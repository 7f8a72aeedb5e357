//! In-memory `AccountRepository`.

use std::collections::HashMap;
use std::sync::{Mutex, MutexGuard};

use async_trait::async_trait;

use crate::domain::ports::{AccountRepository, AccountRepositoryError};
use crate::domain::{Account, AccountId, Email, NewAccount};

#[derive(Default)]
struct Store {
    next_id: i32,
    by_email: HashMap<Email, Account>,
}

/// Account store held in process memory, keyed by normalised email.
#[derive(Default)]
pub struct InMemoryAccountRepository {
    store: Mutex<Store>,
}

impl InMemoryAccountRepository {
    /// Create an empty store.
    #[must_use]
    pub fn new() -> Self {
        Self::default()
    }

    fn lock(&self) -> Result<MutexGuard<'_, Store>, AccountRepositoryError> {
        self.store
            .lock()
            .map_err(|_| AccountRepositoryError::query("account store lock poisoned"))
    }
}

#[async_trait]
impl AccountRepository for InMemoryAccountRepository {
    async fn find_by_email(&self, email: &Email) -> Result<Option<Account>, AccountRepositoryError> {
        let store = self.lock()?;
        Ok(store.by_email.get(email).cloned())
    }

    async fn insert(&self, account: NewAccount) -> Result<Account, AccountRepositoryError> {
        let mut store = self.lock()?;
        if store.by_email.contains_key(&account.email) {
            return Err(AccountRepositoryError::duplicate_email(
                account.email.as_str(),
            ));
        }
        store.next_id = store
            .next_id
            .checked_add(1)
            .ok_or_else(|| AccountRepositoryError::query("account identifiers exhausted"))?;
        let stored = Account::from_new(AccountId::new(store.next_id), account);
        store
            .by_email
            .insert(stored.email().clone(), stored.clone());
        Ok(stored)
    }
}

#[cfg(test)]
mod tests {
    use std::collections::HashSet;

    use rstest::rstest;

    use super::*;
    use crate::domain::{AccountRole, PasswordHash, PlainPassword};

    fn new_account(email: &str) -> NewAccount {
        let password = PlainPassword::new("s3cret").expect("non-empty password");
        NewAccount {
            email: Email::new(email).expect("valid email"),
            password: PasswordHash::hash(&password),
            roles: HashSet::from([AccountRole::User]),
        }
    }

    #[rstest]
    #[tokio::test]
    async fn lookup_ignores_email_case() {
        let repo = InMemoryAccountRepository::new();
        let stored = repo
            .insert(new_account("Admin@Example.com"))
            .await
            .expect("insert");
        assert_eq!(stored.id(), AccountId::new(1));

        let email = Email::new("admin@example.COM").expect("valid email");
        let found = repo.find_by_email(&email).await.expect("lookup");
        assert_eq!(found, Some(stored));
    }

    #[rstest]
    #[tokio::test]
    async fn duplicate_email_is_rejected() {
        let repo = InMemoryAccountRepository::new();
        repo.insert(new_account("a@example.com"))
            .await
            .expect("first insert");
        let err = repo
            .insert(new_account("A@example.com"))
            .await
            .expect_err("duplicate");
        assert_eq!(err, AccountRepositoryError::duplicate_email("a@example.com"));
    }

    #[rstest]
    #[tokio::test]
    async fn unknown_email_is_absent() {
        let repo = InMemoryAccountRepository::new();
        let email = Email::new("nobody@example.com").expect("valid email");
        assert_eq!(repo.find_by_email(&email).await.expect("lookup"), None);
    }
}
——————————
- _Directions_: Note which lines carry the word "stored" in the material, then copy each of them.

- _Written solution_:
        let stored = Account::from_new(AccountId::new(store.next_id), account);
            .insert(stored.email().clone(), stored.clone());
        Ok(stored)
        let stored = repo
        assert_eq!(stored.id(), AccountId::new(1));
        assert_eq!(found, Some(stored));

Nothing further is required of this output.